Lei in qualche modo viene riconosciuto in Puglia come un caposcuola del settore…
Dall’inizio della mia attività io e la mia equipe abbiamo eseguito 46.000 procedure diagnostiche e 20.000 interventi. Una media di tre al giorno. Abbiamo utilizzato, primi in Puglia, metodiche come l’ecografia intravasale o il doppler intracoronarico che oggi fanno parte del patrimonio culturale dell’interventistica coronarica. Oltre alle coronaropatie trattiamo da anni tutte le manifestazioni della malattia aterosclerotica, con ottimi risultati nel trattamento delle arteriopatie degli arti inferiori, della patologia carotidea, degli aneurismi aortici toracici e addominali. Abbiamo eseguito studi clinici che hanno portato alla stesura di pubblicazioni scientifiche alcune delle quali sono state le più citate nella letteratura internazionale della storia della cardiologia pugliese. Nel corso degli anni un gran numero di colleghi ha frequentato, a vario titolo, il nostro centro maturando l’esperienza che oggi hanno trasferito nella maggior parte dei laboratori della nostra regione e non solo. Con tutti loro, indistintamente, abbiamo condiviso il nostro lavoro e le nostre tecniche, e la loro amicizia e riconoscenza ci fa credere, nel nostro piccolo e con tutti i nostri limiti, di aver “fatto scuola” a nostra volta.
Come sono cambiati in Puglia gli indici di sopravvivenza per l’infarto rispetto a venti anni fa?
In Puglia, come nel resto d’Europa, si è assistito ad una progressiva riduzione della mortalità per infarto. Dal 25-30% di mortalità nel primo mese registrata prima dell’avvento delle Unità Coronariche, si è passati al 16%. La trombolisi ha ridotto ulteriormente la mortalità al 9% circa, mentre con l’angioplastica primaria si può arrivare al 4%. Bisogna dire però che tali valori si riferiscono solo ai pazienti che riescono a raggiungere gli ospedali e che oltre la metà dei decessi sono ancora oggi nel periodo di tempo che intercorre tra l’esordio dei sintomi ed il ricovero.

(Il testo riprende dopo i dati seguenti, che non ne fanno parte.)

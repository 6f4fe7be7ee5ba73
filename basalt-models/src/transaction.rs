// Copyright (c) 2023 BASALT LABS <info@basalt.systems>

use std::fmt;

use serde::{Deserialize, Serialize};

use crate::address::Address;
use crate::hash::Hash;

/// An account nonce, opaque to the pool: uniqueness is all that matters.
#[derive(Clone, Default, PartialEq, Eq, Hash, PartialOrd, Ord, Serialize, Deserialize)]
pub struct Nonce(Vec<u8>);

impl Nonce {
    /// Wraps raw nonce bytes.
    pub fn new(bytes: impl Into<Vec<u8>>) -> Self {
        Nonce(bytes.into())
    }

    /// Whether the nonce carries no bytes.
    pub fn is_empty(&self) -> bool {
        self.0.is_empty()
    }
}

impl fmt::Display for Nonce {
    fn fmt(&self, f: &mut fmt::Formatter<'_>) -> fmt::Result {
        write!(f, "{}", hex::encode(&self.0))
    }
}

impl fmt::Debug for Nonce {
    fn fmt(&self, f: &mut fmt::Formatter<'_>) -> fmt::Result {
        write!(f, "{}", hex::encode(&self.0))
    }
}

/// The immutable payload of a signed transaction.
///
/// Signature checking, fee accounting and wire encoding happen before a
/// transaction reaches the pool; by this point the payload is opaque and
/// only the routing fields below matter.
#[derive(Debug, Clone, PartialEq, Eq, Serialize, Deserialize)]
pub struct SignedTransaction {
    /// Digest of the signed envelope; stable for the transaction's lifetime.
    pub hash: Hash,
    /// Recovered sender address.
    pub sender: Address,
    /// Recipient contract address.
    pub to: Address,
    /// Account nonce.
    pub nonce: Nonce,
    /// Execution attributes (DAG hints, liquidity flags, ...), forwarded
    /// untouched to block assembly.
    pub attribute: u32,
    /// Whether this is a system transaction (scheduled ahead of user traffic).
    pub system_tx: bool,
}

/// The slice of a transaction that block assembly needs: everything else
/// stays in the pool until commit.
#[derive(Debug, Clone, PartialEq, Eq, Serialize, Deserialize)]
pub struct TransactionMetadata {
    /// Transaction digest.
    pub hash: Hash,
    /// Recipient contract address.
    pub to: Address,
    /// Execution attributes.
    pub attribute: u32,
}

impl SignedTransaction {
    /// Block-assembly projection of this transaction.
    pub fn metadata(&self) -> TransactionMetadata {
        TransactionMetadata {
            hash: self.hash,
            to: self.to.clone(),
            attribute: self.attribute,
        }
    }
}
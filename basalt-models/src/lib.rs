// Copyright (c) 2023 BASALT LABS <info@basalt.systems>

//! Model types shared by the basalt node components.

#![warn(missing_docs)]

mod address;
mod block;
mod error;
mod hash;
mod node;
mod timestamp;
mod transaction;

pub use address::Address;
pub use block::{BlockHeader, BlockProposal};
pub use error::ModelsError;
pub use hash::{BuildKeyHasher, Hash, HashedKey, HashedMap, HashedSet, KeyHasher, HASH_SIZE};
pub use node::PeerId;
pub use timestamp::Timestamp;
pub use transaction::{Nonce, SignedTransaction, TransactionMetadata};
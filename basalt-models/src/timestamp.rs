// Copyright (c) 2023 BASALT LABS <info@basalt.systems>

use std::fmt;
use std::ops::Add;
use std::time::{Duration, SystemTime, UNIX_EPOCH};

use serde::{Deserialize, Serialize};

/// Milliseconds since 01/01/1970.
///
/// Also used for durations expressed in wall-clock milliseconds
/// (expiration windows, timer intervals).
#[derive(
    Debug, Clone, Copy, Default, Hash, PartialEq, Eq, PartialOrd, Ord, Serialize, Deserialize,
)]
pub struct Timestamp(u64);

impl Timestamp {
    /// Builds a timestamp from a millisecond count.
    pub const fn from_millis(millis: u64) -> Self {
        Timestamp(millis)
    }

    /// Millisecond count.
    pub const fn to_millis(&self) -> u64 {
        self.0
    }

    /// Current wall-clock time. A clock set before the epoch degrades to zero.
    pub fn now() -> Self {
        let since_epoch = SystemTime::now()
            .duration_since(UNIX_EPOCH)
            .unwrap_or(Duration::ZERO);
        Timestamp(since_epoch.as_millis() as u64)
    }

    /// Saturating addition.
    pub const fn saturating_add(self, other: Timestamp) -> Timestamp {
        Timestamp(self.0.saturating_add(other.0))
    }

    /// Saturating difference.
    pub const fn saturating_sub(self, other: Timestamp) -> Timestamp {
        Timestamp(self.0.saturating_sub(other.0))
    }

    /// Checked difference, `None` when `other` is later than `self`.
    pub fn checked_sub(self, other: Timestamp) -> Option<Timestamp> {
        self.0.checked_sub(other.0).map(Timestamp)
    }

    /// Conversion to a `std::time::Duration`, for timer arithmetic.
    pub const fn to_duration(&self) -> Duration {
        Duration::from_millis(self.0)
    }
}

impl Add for Timestamp {
    type Output = Timestamp;

    fn add(self, other: Timestamp) -> Timestamp {
        self.saturating_add(other)
    }
}

impl fmt::Display for Timestamp {
    fn fmt(&self, f: &mut fmt::Formatter<'_>) -> fmt::Result {
        write!(f, "{}", self.0)
    }
}

#[cfg(test)]
mod tests {
    use super::*;

    #[test]
    fn arithmetic() {
        let a = Timestamp::from_millis(100);
        let b = Timestamp::from_millis(30);
        assert_eq!(a.saturating_sub(b), Timestamp::from_millis(70));
        assert_eq!(b.saturating_sub(a), Timestamp::from_millis(0));
        assert_eq!(b.checked_sub(a), None);
        assert_eq!(a + b, Timestamp::from_millis(130));
    }
}
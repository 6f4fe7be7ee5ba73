// Copyright (c) 2023 BASALT LABS <info@basalt.systems>

//! A scripted executor backend. Each operation answers from a programmable
//! queue, falling back to completing every message, and records its calls so
//! tests can assert on the interactions. A successful pre-execute caches the
//! batch: a later empty-batch execution drains the cache, mimicking a warmed
//! backend.

use std::collections::{HashMap, VecDeque};
use std::sync::Arc;

use async_trait::async_trait;
use basalt_models::{Address, BlockHeader};
use parking_lot::Mutex;

use crate::error::ExecutorError;
use crate::executor::Executor;
use crate::types::{ExecutionMessage, MessageType};

/// Scripted, recording executor backend.
#[derive(Default)]
pub struct MockExecutor {
    pre_execute_scripts: Mutex<VecDeque<Result<(), ExecutorError>>>,
    execute_scripts: Mutex<VecDeque<Result<Vec<ExecutionMessage>, ExecutorError>>>,
    call_scripts: Mutex<VecDeque<Result<ExecutionMessage, ExecutorError>>>,
    cache: Mutex<HashMap<Address, Vec<ExecutionMessage>>>,
    pre_executed: Mutex<Vec<(u64, Address, usize)>>,
    executed: Mutex<Vec<(Address, Vec<ExecutionMessage>)>>,
    called: Mutex<Vec<ExecutionMessage>>,
}

impl MockExecutor {
    /// Creates a permissive executor completing everything it is handed.
    pub fn new() -> Arc<Self> {
        Arc::new(Self::default())
    }

    /// Queues the answer for the next `pre_execute_transactions` call.
    pub fn queue_pre_execute_result(&self, result: Result<(), ExecutorError>) {
        self.pre_execute_scripts.lock().push_back(result);
    }

    /// Queues the answer for the next `execute_transactions` call.
    pub fn queue_execute_result(&self, result: Result<Vec<ExecutionMessage>, ExecutorError>) {
        self.execute_scripts.lock().push_back(result);
    }

    /// Queues the answer for the next `call`.
    pub fn queue_call_result(&self, result: Result<ExecutionMessage, ExecutorError>) {
        self.call_scripts.lock().push_back(result);
    }

    /// Every recorded pre-execute as `(term_id, shard, batch size)`.
    pub fn pre_executed(&self) -> Vec<(u64, Address, usize)> {
        self.pre_executed.lock().clone()
    }

    /// Every recorded batch execution as `(shard, batch)`.
    pub fn executed(&self) -> Vec<(Address, Vec<ExecutionMessage>)> {
        self.executed.lock().clone()
    }

    /// Every recorded static call.
    pub fn called(&self) -> Vec<ExecutionMessage> {
        self.called.lock().clone()
    }

    fn finish(mut msg: ExecutionMessage) -> ExecutionMessage {
        msg.message_type = MessageType::Finished;
        msg
    }
}

#[async_trait]
impl Executor for MockExecutor {
    async fn pre_execute_transactions(
        &self,
        term_id: u64,
        _header: &BlockHeader,
        shard: &Address,
        msgs: &[ExecutionMessage],
    ) -> Result<(), ExecutorError> {
        self.pre_executed
            .lock()
            .push((term_id, shard.clone(), msgs.len()));
        if let Some(scripted) = self.pre_execute_scripts.lock().pop_front() {
            scripted?;
        }
        self.cache.lock().insert(shard.clone(), msgs.to_vec());
        Ok(())
    }

    async fn execute_transactions(
        &self,
        shard: &Address,
        msgs: Vec<ExecutionMessage>,
    ) -> Result<Vec<ExecutionMessage>, ExecutorError> {
        self.executed.lock().push((shard.clone(), msgs.clone()));
        if let Some(scripted) = self.execute_scripts.lock().pop_front() {
            return scripted;
        }
        let batch = if msgs.is_empty() {
            self.cache.lock().remove(shard).unwrap_or_default()
        } else {
            msgs
        };
        Ok(batch.into_iter().map(Self::finish).collect())
    }

    async fn call(&self, msg: ExecutionMessage) -> Result<ExecutionMessage, ExecutorError> {
        self.called.lock().push(msg.clone());
        if let Some(scripted) = self.call_scripts.lock().pop_front() {
            return scripted;
        }
        Ok(Self::finish(msg))
    }
}
// Copyright (c) 2023 BASALT LABS <info@basalt.systems>
//! Dispatcher unit tests against the scripted executor backend.

use basalt_dispatch_exports::{
    DispatchError, DispatchStatus, ExecutorError, MessageType,
};
use basalt_models::Address;

use super::tools::{
    dispatcher_harness, message, static_call_message, typed_message, SHARD_A, SHARD_B,
};
use crate::dmc::DmcCore;
use crate::shard::ShardPhase;

#[tokio::test]
async fn submit_opens_the_context_call_stack() {
    let harness = dispatcher_harness();
    harness.dispatcher.submit(message(7, SHARD_A));
    let state = harness
        .dispatcher
        .core()
        .executive_pool()
        .state_of(7)
        .unwrap();
    assert_eq!(state.call_stack, vec![0]);
    assert_eq!(state.current_seq, 1);
    assert_eq!(harness.dispatcher.phase(), ShardPhase::Staging);

    harness.dispatcher.shard_go().await.unwrap();
    // the staged message carried the stamped sequence number
    let executed = harness.executor.executed();
    assert_eq!(executed.len(), 1);
    assert_eq!(executed[0].1[0].seq, 0);
}

#[tokio::test]
async fn single_static_call_takes_the_fast_path() {
    let harness = dispatcher_harness();
    harness.dispatcher.submit(static_call_message(1, SHARD_A));

    let status = harness.dispatcher.shard_go().await.unwrap();
    assert_eq!(status, DispatchStatus::Paused);
    assert_eq!(harness.dispatcher.phase(), ShardPhase::Paused);
    // the batched entry point is never touched
    assert_eq!(harness.executor.called().len(), 1);
    assert!(harness.executor.executed().is_empty());
    let finished = harness.finished.lock();
    assert_eq!(finished.len(), 1);
    assert_eq!(finished[0].context_id, 1);
}

#[tokio::test]
async fn two_static_calls_go_through_the_batch_path() {
    let harness = dispatcher_harness();
    harness.dispatcher.submit(static_call_message(1, SHARD_A));
    harness.dispatcher.submit(static_call_message(2, SHARD_A));

    let status = harness.dispatcher.shard_go().await.unwrap();
    assert_eq!(status, DispatchStatus::Finished);
    assert!(harness.executor.called().is_empty());
    assert_eq!(harness.executor.executed().len(), 1);
}

#[tokio::test]
async fn static_call_term_mismatch_triggers_the_switch() {
    let harness = dispatcher_harness();
    harness
        .executor
        .queue_call_result(Err(ExecutorError::TermIdMismatch("term 2 expected".into())));
    harness.dispatcher.submit(static_call_message(1, SHARD_A));

    let err = harness.dispatcher.shard_go().await.unwrap_err();
    assert!(err.is_term_id_mismatch());
    assert_eq!(*harness.switch_count.lock(), 1);
    assert_eq!(harness.dispatcher.phase(), ShardPhase::Error);
    assert!(harness.finished.lock().is_empty());
}

#[tokio::test]
async fn batch_term_mismatch_triggers_the_switch_once() {
    let harness = dispatcher_harness();
    harness
        .executor
        .queue_execute_result(Err(ExecutorError::TermIdMismatch("term 2 expected".into())));
    harness.dispatcher.submit(message(1, SHARD_A));
    harness.dispatcher.submit(message(2, SHARD_A));

    match harness.dispatcher.shard_go().await {
        Err(DispatchError::Executor(ExecutorError::TermIdMismatch(_))) => {}
        other => panic!("expected term mismatch, got {:?}", other),
    }
    assert_eq!(*harness.switch_count.lock(), 1);
    assert_eq!(harness.dispatcher.phase(), ShardPhase::Error);
}

#[tokio::test]
async fn transient_executor_error_does_not_switch() {
    let harness = dispatcher_harness();
    harness
        .executor
        .queue_execute_result(Err(ExecutorError::Unavailable("backend restarting".into())));
    harness.dispatcher.submit(message(1, SHARD_A));

    assert!(harness.dispatcher.shard_go().await.is_err());
    assert_eq!(*harness.switch_count.lock(), 0);
}

#[tokio::test]
async fn pre_execute_failure_restores_the_batch() {
    let harness = dispatcher_harness();
    harness
        .executor
        .queue_pre_execute_result(Err(ExecutorError::Unavailable("backend restarting".into())));
    for context_id in 1..=3 {
        harness.dispatcher.submit(message(context_id, SHARD_A));
    }

    harness.dispatcher.pre_execute().await;
    // the batch must be observable again for the synchronous path
    assert!(harness.dispatcher.has_prepared_messages());
    assert_eq!(harness.dispatcher.phase(), ShardPhase::Staging);

    let status = harness.dispatcher.shard_go().await.unwrap();
    assert_eq!(status, DispatchStatus::Finished);
    let executed = harness.executor.executed();
    assert_eq!(executed.len(), 1);
    assert_eq!(executed[0].1.len(), 3);
    assert_eq!(harness.finished.lock().len(), 3);
}

#[tokio::test]
async fn dispatch_after_pre_execute_sends_an_empty_batch() {
    let harness = dispatcher_harness();
    harness.dispatcher.submit(message(1, SHARD_A));
    harness.dispatcher.submit(message(2, SHARD_A));

    harness.dispatcher.pre_execute().await;
    assert!(!harness.dispatcher.has_prepared_messages());
    assert_eq!(harness.executor.pre_executed().len(), 1);

    // the executor must still be invoked to drain its cache
    let status = harness.dispatcher.shard_go().await.unwrap();
    assert_eq!(status, DispatchStatus::Finished);
    let executed = harness.executor.executed();
    assert_eq!(executed.len(), 1);
    assert!(executed[0].1.is_empty());
    assert_eq!(harness.finished.lock().len(), 2);
}

#[tokio::test]
async fn outputs_partition_into_finished_and_continuations() {
    let harness = dispatcher_harness();
    harness.dispatcher.submit(message(1, SHARD_A));
    harness.executor.queue_execute_result(Ok(vec![
        typed_message(1, SHARD_A, MessageType::Finished),
        message(2, SHARD_B),
        typed_message(3, SHARD_A, MessageType::Revert),
    ]));

    let status = harness.dispatcher.shard_go().await.unwrap();
    assert_eq!(status, DispatchStatus::Finished);

    let finished = harness.finished.lock();
    assert_eq!(finished.len(), 2);
    assert!(finished.iter().any(|msg| msg.context_id == 1));
    assert!(finished.iter().any(|msg| msg.context_id == 3));

    let forwarded = harness.forwarded.lock();
    assert_eq!(forwarded.len(), 1);
    assert_eq!(forwarded[0].context_id, 2);
    assert_eq!(forwarded[0].to, Address::new(SHARD_B));

    // the continuation got an executive state with its opening call
    let state = harness
        .dispatcher
        .core()
        .executive_pool()
        .state_of(2)
        .unwrap();
    assert_eq!(state.call_stack, vec![0]);
    // the finished context's state is gone
    assert!(harness
        .dispatcher
        .core()
        .executive_pool()
        .state_of(1)
        .is_none());
}

#[tokio::test]
async fn nested_finishes_unwind_the_call_stack() {
    let harness = dispatcher_harness();
    let core: &DmcCore = harness.dispatcher.core();
    core.executive_pool().with_state(9, |state, _| {
        state.begin_call();
        state.begin_call();
    });

    core.handle_executive_outputs(vec![typed_message(9, SHARD_A, MessageType::Finished)]);
    // one call popped: the output resumes the caller instead of finishing
    assert!(harness.finished.lock().is_empty());
    assert_eq!(harness.forwarded.lock().len(), 1);
    assert!(!core.executive_pool().state_of(9).unwrap().is_done());

    core.handle_executive_outputs(vec![typed_message(9, SHARD_A, MessageType::Finished)]);
    assert_eq!(harness.finished.lock().len(), 1);
    assert!(core.executive_pool().state_of(9).is_none());
}

#[tokio::test]
async fn key_lock_parks_the_context() {
    let harness = dispatcher_harness();
    harness.dispatcher.submit(message(5, SHARD_A));
    let mut locked = typed_message(5, SHARD_A, MessageType::KeyLock);
    locked.key_lock = Some(b"balance:0xabc".to_vec());
    harness.executor.queue_execute_result(Ok(vec![locked]));

    harness.dispatcher.shard_go().await.unwrap();
    let state = harness
        .dispatcher
        .core()
        .executive_pool()
        .state_of(5)
        .unwrap();
    assert!(state.parked);
    assert!(harness.finished.lock().is_empty());
    assert!(harness.forwarded.lock().is_empty());
    // parked contexts count as blocked, not as pending work
    assert!(harness.dispatcher.drained());
}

Eppure in Puglia manca ancora oggi una rete per l’infarto che invece funziona in quasi tutte le regioni italiane…
La rete per l’infarto ha una duplice importanza poiché da un lato garantisce la possibilità di eseguire l’angioplastica ad un maggior numero di pazienti, e dall’altro, riduce il tempo pre-ospedaliero che è quello in cui avvengono tuttora la maggior parte dei decessi. Un 118 ben organizzato, anche attraverso la tele cardiologia già diffusa e presente da tempo in Puglia, può permettere di raggiungere l’obiettivo di curare al meglio l’infarto miocardico come avviene in quasi tutte le parti del mondo occidentale, riducendo così di oltre il 50% la mortalità. Ma è chiaro che per ottenere risultati di eccellenza servirebbe una rete per l’infar - to ben strutturata. E questo in Puglia ancora manca.
Lei è anche un deputato della repubblica, sebbene sia nota la sua scarsissima frequentazione del parlamento. Quanta colpa ha la politica se la sanità funziona ancora male?
La politica deve solo dare gli indirizzi di politica sanitaria, ma non deve più gestire direttamente le aziende sanitarie né nominare direttori generali, direttori sanitari e direttori amministrativi, che devono essere scelti tra le persone più competenti nella materia e non per le appartenenze politiche. Pianificazione sanitaria, progettazione di complessi ospedalieri, concorsi, forniture di attrezzature devono essere di competenza di professionisti del settore e non di funzionari assoggettati alla politica. In ogni caso, come in qualsiasi parte del mondo, tutte le figure decisionali, a qualunque livello, devono rispondere direttamente delle scelte, compresi i primari che in questo modo dovranno preoccuparsi solo dei risultati e non di compiacere il politico di turno.